Looks like this tool works by processing compileKotlin2Js output + kotlin.js into “min” sub folder which is a nice bonus, no need to copy kotlin.js manually anymore.

If anybody tried using it as cli tool I would recommend using plugin instead, it is plain simpler, and works ok, no need to build kotlin sdk etc.

Also it is really efficient (or kotlin.js stdlib really not efficient :slight_smile: ) With 60kloc kotlin (js target part) project it reduces kotlin.js from 1.2MB down to 247kb. No bugs encountered everything is still working.

It is hard to understand how kotlin gradle plugin is working btw, I was not able to deduce any options if any for runDceKotlinJs task by looking at code.

Man, this plugin is really nice! Like said before there is no need to copy the dependency files. You just need to configure a bundler like webpack to create a bundle using the min directory.

Nice work, guys!

BTW, here’s an example of using DCE with webpack: https://github.com/JetBrains/kotlin-examples/tree/master/gradle/js-dce

I’ll give a link to this example on kotlinlang.org as soon as we release 1.1.4

Nice!

I’m using this, but I realized that apply plugin: 'kotlin-dce-js' is all that’s needed for the plugin to run.

No need to add runDceKotlinJs to any configuration.

My problem is now I’ld like to turn off dce for the test-sources, is that possible?

Is it possible to generate source maps with kotlin-dce-js plugin?

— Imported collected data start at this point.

use axum::Json;
use axum::extract::{Extension, Path, Query, State};
use axum::http::StatusCode;
use bugzot_domain::Actor;
use serde::Deserialize;

use crate::error::ApiResult;
use crate::state::AppState;

pub mod attachments;
pub mod audit;
pub mod auth;
pub mod bugs;
pub mod comments;
pub mod health;
pub mod products;
pub mod users;

const DEFAULT_PAGE_SIZE: usize = 50;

Currently, DCE does not support source maps, but it’s planned to support them soon, see KT-19821

1 Like

Is there any example using kotlin gradle script and the plugins DSL?

After running this plugin on a client react app which depends on a library coming from an multiplatform project which uses ktor & kotlinx-serialization I got the following error:

kotlinx-serialization-runtime-js.js:9722 Uncaught TypeError: e.defineModule is not a function
at Object.r (kotlinx-serialization-runtime-js.js:9722)
at Object.<anonymous> (kotlinx-serialization-runtime-js.js:3)
at n (bootstrap:19)
at Object.<anonymous> (mu51k-core.js:3504)
at n (bootstrap:19)
at Object.<anonymous> (AuthResponseUtils.kt:8)
at Object.<anonymous> (AuthResponseUtils.kt:8)
at n (bootstrap:19)
at Object.<anonymous> (hyphenateProperty.js:17)
at n (bootstrap:19)

The error is at this line: Kotlin.defineModule('kotlinx-serialization-runtime-js', _);

How could “Kotlin” not be available in bundle.js?
Should I “keep defineModule”? If so, how do runDceKotlinJs.keep translates to Kotlin Gradle DSL?

ps: This is through webpack. In development it works perfectly (but bundle.js is like 25MB so I am trying to reduce that to much less).